Under discussion since 2010, the New Code of Criminal Procedure should be voted on this year. There are expectations that the working group at the House of Representatives will conclude the proposal in the following months and the Plenary will table with the vote for the end of the year, after the elections.

The current Code dates back to 1940. Throughout these eighty years, several legislative changes have amended the Code, such as the 2019 Law, known as the “Anti-crime Package”.While these sporadic changes may be circumstantial, they end up conferring legal inconsistency to the system.
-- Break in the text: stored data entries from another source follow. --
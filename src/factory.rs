//! Bound factories: partial application over a template store.
//!
//! A [`Factory`] closes over a [`TemplateStore`], a type descriptor, and a
//! set of bound attributes. Call-time attributes win over bound attributes,
//! which win over stored defaults. `bind` produces a new factory with
//! further attributes overlaid — the original is never mutated.
//!
//! ## Examples
//!
//! ```rust
//! use specimen::{attrs, TemplateStore, TypeTag};
//!
//! let tag = TypeTag::nominal("Sample");
//! let store = TemplateStore::new([(tag.clone(), attrs! { "x": 1 })]);
//!
//! let factory = store.bind(tag, attrs! { "y": 2 });
//! let rebound = factory.bind(attrs! { "y": 5 });
//!
//! assert_eq!(
//!     factory.attributes(attrs! {}).unwrap(),
//!     attrs! { "x": 1, "y": 2 },
//! );
//! assert_eq!(
//!     rebound.attributes(attrs! {}).unwrap(),
//!     attrs! { "x": 1, "y": 5 },
//! );
//! ```

use crate::{AttrMap, Result, TemplateStore, TypeTag, Value};
use serde::de::DeserializeOwned;

/// A template store partially applied to a type descriptor and a set of
/// bound attributes.
#[derive(Clone, Debug)]
pub struct Factory<'a> {
    store: &'a TemplateStore,
    tag: TypeTag,
    attrs: AttrMap,
}

impl<'a> Factory<'a> {
    pub(crate) fn new(store: &'a TemplateStore, tag: TypeTag, attrs: AttrMap) -> Self {
        Factory { store, tag, attrs }
    }

    /// The bound type descriptor.
    #[must_use]
    pub fn tag(&self) -> &TypeTag {
        &self.tag
    }

    /// The bound attributes.
    #[must_use]
    pub fn bound_attrs(&self) -> &AttrMap {
        &self.attrs
    }

    /// Computes attributes for the bound descriptor; call-time `attrs` win
    /// over the bound attributes.
    pub fn attributes(&self, attrs: AttrMap) -> Result<AttrMap> {
        self.store.attributes(&self.tag, self.attrs.overlaid(&attrs))
    }

    /// Makes a dynamic sample of the bound descriptor.
    pub fn make(&self, attrs: AttrMap) -> Result<Value> {
        self.store.make(&self.tag, self.attrs.overlaid(&attrs))
    }

    /// Makes a typed sample of the bound descriptor.
    pub fn make_as<T: DeserializeOwned>(&self, attrs: AttrMap) -> Result<T> {
        self.store.make_as(&self.tag, self.attrs.overlaid(&attrs))
    }

    /// Returns a new factory with `attrs` overlaid onto the bound
    /// attributes (new attributes win). This factory is unaffected.
    #[must_use]
    pub fn bind(&self, attrs: AttrMap) -> Factory<'a> {
        Factory {
            store: self.store,
            tag: self.tag.clone(),
            attrs: self.attrs.overlaid(&attrs),
        }
    }
}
Since criminal proceedings are the ruler measuring the quality of the Rule of Law, it is ideal that it be guaranteed and rigid in submission to the Federal Constitution, to avoid the excesses of the State and the selectivity of the criminal system originating in recent past that we should not be proud of.

For this reason, improvements that regulate the investigative authority of the Public Prosecutor’s Office; the inclusion of rules on restorative justice, international legal cooperation; use of digital evidence, and pacification of the competencies of civil and military police should be celebrated.
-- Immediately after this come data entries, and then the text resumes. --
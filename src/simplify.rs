//! Flattening instances into attribute maps.
//!
//! A [`Simplify`] implementation turns an instance of some source family —
//! plain aggregate, mapping, ORM row — into the flat name/value mapping a
//! template needs. [`ValueSimplifier`] is the generic implementation for
//! anything serde can see into; families with their own field-enumeration
//! rules (e.g. rows that must exclude bookkeeping columns) supply their own
//! implementation.
//!
//! ## Examples
//!
//! ```rust
//! use serde::Serialize;
//! use specimen::{attrs, Simplify, ValueSimplifier};
//!
//! #[derive(Serialize)]
//! struct Sample { value: i64 }
//!
//! let simplifier = ValueSimplifier;
//! let attrs = simplifier.one(&Sample { value: 1 }).unwrap();
//! assert_eq!(attrs, attrs! { "value": 1 });
//! ```

use crate::{to_value, AttrMap, Error, Result, Value};
use serde::Serialize;

/// Extracts flat attribute mappings from instances of `T`.
pub trait Simplify<T> {
    /// Flattens one instance into an attribute map.
    fn one(&self, obj: &T) -> Result<AttrMap>;

    /// Flattens each instance in turn.
    fn many(&self, objs: &[T]) -> Result<Vec<AttrMap>> {
        objs.iter().map(|obj| self.one(obj)).collect()
    }
}

/// The generic simplifier: any `T: Serialize` whose serialized form is
/// map-like flattens to its fields; mapping types flatten to a fresh copy of
/// their entries.
///
/// Instances with nothing to extract — primitives, sequences — fail with
/// [`Error::CannotSimplify`] naming the offending type and value.
#[derive(Clone, Copy, Debug, Default)]
pub struct ValueSimplifier;

impl<T: Serialize> Simplify<T> for ValueSimplifier {
    fn one(&self, obj: &T) -> Result<AttrMap> {
        match to_value(obj)? {
            Value::Object(map) => Ok(map),
            other => Err(Error::cannot_simplify(std::any::type_name::<T>(), &other)),
        }
    }
}

#[cfg(test)]
mod tests {
    use super::*;
    use crate::attrs;
    use std::collections::BTreeMap;

    #[derive(Serialize)]
    struct MyStruct {
        value: i64,
    }

    #[test]
    fn test_struct() {
        let actual = ValueSimplifier.one(&MyStruct { value: 1 }).unwrap();
        assert_eq!(actual, attrs! { "value": 1 });
    }

    #[test]
    fn test_many() {
        let actual = ValueSimplifier
            .many(&[MyStruct { value: 1 }, MyStruct { value: 2 }])
            .unwrap();
        assert_eq!(actual, vec![attrs! { "value": 1 }, attrs! { "value": 2 }]);
    }

    #[test]
    fn test_mapping_copies_entries() {
        let map: BTreeMap<String, i64> = [("x".to_string(), 1)].into_iter().collect();
        let actual = ValueSimplifier.one(&map).unwrap();
        assert_eq!(actual, attrs! { "x": 1 });
    }

    #[test]
    fn test_int_cannot_simplify() {
        let err = ValueSimplifier.one(&1i64).unwrap_err();
        assert_eq!(err.to_string(), "cannot simplify i64: 1");
    }

    #[test]
    fn test_list_cannot_simplify() {
        let err = ValueSimplifier.one(&vec![1i64]).unwrap_err();
        assert!(err.to_string().starts_with("cannot simplify"));
        assert!(err.to_string().contains("[1]"));
    }
}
However, controversial points are still pending a vote, such as restrictions on search and seizure actions; the possibility for counsel to make parallel investigations and produce evidence (defensive investigation); the early enforcement of the sentence (commonly known as “second instance imprisonment”) and rules on the use of police force.
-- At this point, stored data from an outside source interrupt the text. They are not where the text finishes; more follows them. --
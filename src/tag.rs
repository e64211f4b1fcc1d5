//! Type descriptors for templates.
//!
//! A [`TypeTag`] is the hashable key identifying the shape of object a
//! template builds. Two variants cover the shapes that share a template
//! store in practice:
//!
//! - [`TypeTag::Nominal`]: a named constructible type (the common case).
//! - [`TypeTag::Tagged`]: a primitive shape carrying a distinguishing label,
//!   so several templates can target the same underlying shape (e.g. two
//!   differently-seeded map templates).
//!
//! Tags compare by value and are cheap to clone.
//!
//! ## Examples
//!
//! ```rust
//! use specimen::TypeTag;
//!
//! struct User;
//!
//! assert_eq!(TypeTag::of::<User>(), TypeTag::nominal("User"));
//! assert_ne!(
//!     TypeTag::tagged("map", "foo"),
//!     TypeTag::tagged("map", "bar"),
//! );
//! ```

use std::borrow::Cow;
use std::fmt;

/// A hashable descriptor for the shape of object a template builds.
#[derive(Clone, Debug, PartialEq, Eq, Hash, PartialOrd, Ord)]
pub enum TypeTag {
    /// A named constructible type.
    Nominal(Cow<'static, str>),
    /// A primitive shape distinguished by a label.
    Tagged {
        base: Cow<'static, str>,
        label: Cow<'static, str>,
    },
}

impl TypeTag {
    /// Creates a nominal tag from a type name.
    #[must_use]
    pub fn nominal(name: impl Into<Cow<'static, str>>) -> Self {
        TypeTag::Nominal(name.into())
    }

    /// Creates a tagged-shape tag from a base shape name and a label.
    #[must_use]
    pub fn tagged(
        base: impl Into<Cow<'static, str>>,
        label: impl Into<Cow<'static, str>>,
    ) -> Self {
        TypeTag::Tagged {
            base: base.into(),
            label: label.into(),
        }
    }

    /// Derives the nominal tag for a Rust type from its unqualified name.
    ///
    /// # Examples
    ///
    /// ```rust
    /// use specimen::TypeTag;
    ///
    /// struct Order;
    /// assert_eq!(TypeTag::of::<Order>(), TypeTag::nominal("Order"));
    /// ```
    #[must_use]
    pub fn of<T: ?Sized>() -> Self {
        let full = std::any::type_name::<T>();
        let name = full.rsplit("::").next().unwrap_or(full);
        TypeTag::Nominal(Cow::Owned(name.to_string()))
    }

    /// Returns the tag's display name: the type name, or `base[label]`.
    #[must_use]
    pub fn name(&self) -> String {
        self.to_string()
    }
}

impl fmt::Display for TypeTag {
    fn fmt(&self, f: &mut fmt::Formatter<'_>) -> fmt::Result {
        match self {
            TypeTag::Nominal(name) => write!(f, "{}", name),
            TypeTag::Tagged { base, label } => write!(f, "{}[{}]", base, label),
        }
    }
}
As far as this the last point, it is worth emphasizing that it is not a matter of diminishing the power of the police authorities to act but to avoid excesses and impunity in the deaths of civilians and innocent people. It is possible to observe that after the installation of cameras on police uniforms, deaths by police officers in São Paulo fell by 80%.

Another great advance is the transfer of focus to victims’ rights and the so-called restorative justice, which aims to help the victim overcome the trauma suffered.

The hope is that these changes will provide greater justice for Brazilian citizens, whether by the criminal process itself or by better application of public spending because the prison situation is a matter that requires attention and care, having even been judged as a State of Unconstitutional Things by the Supreme Court, making one of the functions of the penalty, that of rehabilitation, appear only on paper.